Comme une cuillerée de miel.

l s’éveilla lentement avec la sensation agréable d’être reposé. L’affichage lumineux du réveil indiquait 4 heures du matin et cette découverte ajouta encore à sa joie. Son épouse ne se réveillerait pas avant 7h cela lui laissait quelques bonnes heures devant lui pour profiter de la tranquillité de la maison. Cela faisait des semaines qu’il n’avait pas éprouvé cette sensation paisible, aucune courbature cette fois et son esprit semblait d’une clarté magnifique. Il décida de descendre à la cuisine pour préparer un café et tandis que celui ci coulait en dégageant ses arômes aussi rassurants que familiers il ouvrit la porte fenêtre donnant sur la cour. Il espérait que les beaux jours qui s’étaient installés en ce début d’avril allaient durer un peu. Il ne faisait pas froid, la chatte se frotta contre l’un de ses jambes pour le saluer et réclamer ses croquettes en miaulant faiblement. Aussitôt qu’il eut lâcher la poignée de granulés dans sa soucoupe, elle se jeta dessus, en grignota rapidement quelques uns puis s’éclipsa alors qu’il tendait la main pour la caresser.

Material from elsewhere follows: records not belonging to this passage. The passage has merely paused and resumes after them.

impl LuaStack {
    /// Wraps a raw state pointer.
    ///
    /// # Safety
    ///
    /// `raw` must be non-null and point to a live Lua state for as long as the
    /// returned handle is used.
    pub unsafe fn from_raw(raw: *mut ffi::lua_State) -> Self {
        Self {
            raw: unsafe { NonNull::new_unchecked(raw) },
        }
    }

    /// The underlying state pointer.
    pub fn as_ptr(&self) -> *mut ffi::lua_State {
        self.raw.as_ptr()
    }

    /// Index of the top slot, which is also the number of slots in use.
    pub fn top(&self) -> c_int {
        unsafe { ffi::lua_gettop(self.as_ptr()) }
    }

    pub fn set_top(&self, index: c_int) {
        unsafe { ffi::lua_settop(self.as_ptr(), index) }
    }

    /// Pops `n` slots.
    pub fn pop(&self, n: c_int) {
        self.set_top(-n - 1);
    }

    /// Removes the slot at `index`, shifting the slots above it down.
    pub fn remove(&self, index: c_int) {
        unsafe { ffi::lua_rotate(self.as_ptr(), index, -1) };
        self.pop(1);
    }

    /// Converts a relative index into an absolute one.
    pub fn abs_index(&self, index: c_int) -> c_int {
        unsafe { ffi::lua_absindex(self.as_ptr(), index) }
    }

    /// Makes sure at least `extra` more slots can be pushed.
    pub fn ensure(&self, extra: c_int) -> BridgeResult<()> {
        if unsafe { ffi::lua_checkstack(self.as_ptr(), extra) } == 0 {
            return Err(BridgeError::StackOverflow(extra));
        }
        Ok(())
    }

    pub fn type_of(&self, index: c_int) -> LuaType {
        LuaType::from_raw(unsafe { ffi::lua_type(self.as_ptr(), index) })
    }

    /// Fails with `TypeMismatch` unless the slot carries `expected`.
    pub fn expect_type(&self, index: c_int, expected: LuaType) -> BridgeResult<()> {
        let found = self.type_of(index);
        if found != expected {
            return Err(BridgeError::TypeMismatch {
                expected: expected.name(),
                found: found.name(),
            });
        }
        Ok(())
    }

    pub fn push_nil(&self) {
        unsafe { ffi::lua_pushnil(self.as_ptr()) }
    }

    pub fn push_boolean(&self, value: bool) {
        unsafe { ffi::lua_pushboolean(self.as_ptr(), c_int::from(value)) }
    }

    pub fn push_integer(&self, value: i64) {
        unsafe { ffi::lua_pushinteger(self.as_ptr(), value as ffi::lua_Integer) }
    }

    pub fn push_number(&self, value: f64) {
        unsafe { ffi::lua_pushnumber(self.as_ptr(), value as ffi::lua_Number) }
    }

    /// Pushes a length-delimited string. Interior NUL bytes are preserved.
    pub fn push_str(&self, value: &str) {
        unsafe {
            ffi::lua_pushlstring(self.as_ptr(), value.as_ptr() as *const c_char, value.len());
        }
    }

    /// Pushes a NUL-terminated string.
    pub fn push_cstr(&self, value: &CStr) {
        unsafe {
            ffi::lua_pushstring(self.as_ptr(), value.as_ptr());
        }
    }

    pub fn push_light_userdata(&self, ptr: *mut c_void) {
        unsafe { ffi::lua_pushlightuserdata(self.as_ptr(), ptr) }
    }

    /// Pushes a copy of the slot at `index`.
    pub fn push_value(&self, index: c_int) {
        unsafe { ffi::lua_pushvalue(self.as_ptr(), index) }
    }

    /// Pushes a native closure that captures the top `upvalues` slots.
    pub fn push_closure(&self, function: ffi::lua_CFunction, upvalues: c_int) {
        unsafe { ffi::lua_pushcclosure(self.as_ptr(), function, upvalues) }
    }

    pub fn new_table(&self, array_len: c_int, record_len: c_int) {
        unsafe { ffi::lua_createtable(self.as_ptr(), array_len, record_len) }
    }

    /// Pushes the globals table straight from the registry.
    fn push_globals(&self) {
        unsafe {
            ffi::lua_rawgeti(self.as_ptr(), ffi::LUA_REGISTRYINDEX, ffi::LUA_RIDX_GLOBALS as _);
        }
    }

    /// Pushes the global `name` and returns its tag.
    ///
    /// Access is raw: metamethods on `_G` (strict-mode guards, for example)
    /// never run here, since an error raised outside a protected call would
    /// abort the process.
    pub fn push_global(&self, name: &str) -> BridgeResult<LuaType> {
        c_name(name)?;
        self.ensure(2)?;
        self.push_globals();
        let found = self.raw_get_field(-1, name);
        self.remove(-2);
        Ok(found)
    }

    /// Pops the top slot into the global `name`, bypassing `_G` metamethods.
    pub fn set_global(&self, name: &str) -> BridgeResult<()> {
        if let Err(err) = c_name(name).and_then(|_| self.ensure(3)) {
            self.pop(1);
            return Err(err);
        }
        self.push_globals();
        self.push_str(name);
        self.push_value(-3);
        unsafe { ffi::lua_rawset(self.as_ptr(), -3) };
        self.pop(2);
        Ok(())
    }

    /// Pushes `t[key]` for the table at `table` without invoking metamethods.
    pub fn raw_get_field(&self, table: c_int, key: &str) -> LuaType {
        let table = self.abs_index(table);
        self.push_str(key);
        LuaType::from_raw(unsafe { ffi::lua_rawget(self.as_ptr(), table) })
    }

    /// Pops a key and pushes `t[key]` for the table at `table`, without
    /// invoking metamethods.
    pub fn raw_get(&self, table: c_int) -> LuaType {
        LuaType::from_raw(unsafe { ffi::lua_rawget(self.as_ptr(), table) })
    }

    /// Pops the top slot into `t[key]` for the table at `table`, without
    /// invoking metamethods.
    pub fn set_field(&self, table: c_int, key: &str) -> BridgeResult<()> {
        if let Err(err) = c_name(key).and_then(|_| self.ensure(1)) {
            self.pop(1);
            return Err(err);
        }
        let table = self.abs_index(table);
        self.push_str(key);
        unsafe {
            ffi::lua_rotate(self.as_ptr(), -2, 1);
            ffi::lua_rawset(self.as_ptr(), table);
        }
        Ok(())
    }

    /// Pops the top slot into `registry[key]`.
    pub fn set_registry_field(&self, key: &str) -> BridgeResult<()> {
        self.set_field(ffi::LUA_REGISTRYINDEX, key)
    }

    /// Pushes the metatable of the value at `index`. Pushes nothing and
    /// returns `false` when the value has none.
    pub fn push_metatable(&self, index: c_int) -> bool {
        unsafe { ffi::lua_getmetatable(self.as_ptr(), index) != 0 }
    }

    /// Pops a table and sets it as the metatable of the value at `index`.
    pub fn set_metatable(&self, index: c_int) {
        unsafe {
            ffi::lua_setmetatable(self.as_ptr(), index);
        }
    }

    /// Primitive equality, without `__eq`.
    pub fn raw_equal(&self, a: c_int, b: c_int) -> bool {
        unsafe { ffi::lua_rawequal(self.as_ptr(), a, b) != 0 }
    }

    pub fn to_boolean(&self, index: c_int) -> bool {
        unsafe { ffi::lua_toboolean(self.as_ptr(), index) != 0 }
    }

    /// Reads a number slot as an integer, if it has an exact integer value.
    pub fn to_integer(&self, index: c_int) -> Option<i64> {
        let mut is_num: c_int = 0;
        let value = unsafe { ffi::lua_tointegerx(self.as_ptr(), index, &mut is_num) };
        (is_num != 0).then_some(value as i64)
    }

    pub fn to_number(&self, index: c_int) -> Option<f64> {
        let mut is_num: c_int = 0;
        let value = unsafe { ffi::lua_tonumberx(self.as_ptr(), index, &mut is_num) };
        (is_num != 0).then_some(value as f64)
    }

    /// Whether a number slot uses the integer subtype.
    pub fn is_integer(&self, index: c_int) -> bool {
        unsafe { ffi::lua_isinteger(self.as_ptr(), index) != 0 }
    }

    /// Bytes of a string slot. Returns `None` for every other tag, so numbers
    /// are never converted in place.
    ///
    /// The slice stays valid while the string is reachable from the stack.
    pub fn to_bytes(&self, index: c_int) -> Option<&[u8]> {
        if self.type_of(index) != LuaType::String {
            return None;
        }
        let mut len: usize = 0;
        let ptr = unsafe { ffi::lua_tolstring(self.as_ptr(), index, &mut len) };
        if ptr.is_null() {
            return None;
        }
        Some(unsafe { std::slice::from_raw_parts(ptr as *const u8, len) })
    }

    /// NUL-terminated view of a string slot.
    pub fn to_cstr(&self, index: c_int) -> Option<&CStr> {
        if self.type_of(index) != LuaType::String {
            return None;
        }
        let ptr = unsafe { ffi::lua_tolstring(self.as_ptr(), index, std::ptr::null_mut()) };
        if ptr.is_null() {
            return None;
        }
        Some(unsafe { CStr::from_ptr(ptr) })
    }

    /// Renders a string or number slot for messages, without mutating it.
    pub fn to_string_lossy(&self, index: c_int) -> Option<String> {
        match self.type_of(index) {
            LuaType::String => self
                .to_bytes(index)
                .map(|bytes| String::from_utf8_lossy(bytes).into_owned()),
            LuaType::Number if self.is_integer(index) => {
                self.to_integer(index).map(|n| n.to_string())
            }
            LuaType::Number => self.to_number(index).map(|n| format!("{n:?}")),
            _ => None,
        }
    }

    /// Memory block of a full userdata, or the pointer of a light one.
    pub fn to_userdata(&self, index: c_int) -> *mut c_void {
        unsafe { ffi::lua_touserdata(self.as_ptr(), index) }
    }

    /// Identity pointer of a reference value, used for display only.
    pub fn to_pointer(&self, index: c_int) -> *const c_void {
        unsafe { ffi::lua_topointer(self.as_ptr(), index) }
    }

    /// Allocates a raw userdata block with no user values and pushes it.
    pub fn new_userdata(&self, size: usize) -> *mut c_void {
        unsafe { ffi::lua_newuserdatauv(self.as_ptr(), size, 0) }
    }

    /// Pushes a userdata that owns one strong count of `value` and gives it
    /// back when the state collects the userdata.
    ///
    /// Native closures take this as an upvalue instead of a raw pointer, so
    /// whatever they reach lives exactly as long as they do.
    pub(crate) fn push_shared<V: 'static>(&self, value: Rc<V>) -> BridgeResult<()> {
        self.ensure(3)?;
        let block = self.new_userdata(size_of::<Option<Rc<V>>>()) as *mut Option<Rc<V>>;
        unsafe { block.write(Some(value)) };
        self.new_table(0, 1);
        self.push_closure(release_shared::<V>, 0);
        if let Err(err) = self.set_field(-2, "__gc") {
            self.pop(2);
            return Err(err);
        }
        self.set_metatable(-2);
        Ok(())
    }

    /// The value behind a [`LuaStack::push_shared`] userdata, or `None` once
    /// it has been collected.
    ///
    /// # Safety
    ///
    /// The slot at `index` must hold a userdata created by `push_shared`
    /// for the same `V`.
    pub(crate) unsafe fn shared_at<V: 'static>(&self, index: c_int) -> Option<&V> {
        let block = self.to_userdata(index) as *const Option<Rc<V>>;
        unsafe { block.as_ref() }.and_then(Option::as_deref)
    }

    /// Compiles `source` and pushes the resulting chunk.
    ///
    /// On failure pushes nothing and returns the compiler message.
    pub fn load(&self, source: &str, chunk_name: &str) -> BridgeResult<()> {
        let name = c_name(chunk_name)?;
        let status = unsafe {
            ffi::luaL_loadbufferx(
                self.as_ptr(),
                source.as_ptr() as *const c_char,
                source.len(),
                name.as_ptr(),
                std::ptr::null(),
            )
        };
        if status == ffi::LUA_OK {
            return Ok(());
        }
        let message = self
            .to_string_lossy(-1)
            .unwrap_or_else(|| "unknown load error".to_string());
        self.pop(1);
        match status {
            ffi::LUA_ERRSYNTAX => Err(BridgeError::Syntax(message)),
            other => Err(BridgeError::Call {
                code: CallErrorCode::from_status(other).unwrap_or(CallErrorCode::Other(other)),
                message,
            }),
        }
    }

    /// Raw protected call. Returns the runtime status code.
    pub fn pcall(&self, nargs: c_int, nresults: c_int, handler: c_int) -> c_int {
        unsafe { ffi::lua_pcall(self.as_ptr(), nargs, nresults, handler) }
    }
}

Il la vit rejoindre le fond de la cour et, en quelques bonds agiles elle avait gravit la vieille échelle de bois pour rejoindre les toits. Enfin elle disparut totalement de son champs de vision encore limité par l’obscurité. Il opta pour une cuillerée de miel au lieu du sucre. C’était peut-être lui le responsable de cette excellente nuit de sommeil…Cela l’amusa de constater qu’il fallait qu’il trouve une raison à cette situation inédite. Rapidement il revisita également le menu des repas pris ces derniers jours et constata que ceux du soir s’étaient allégés par nécessité.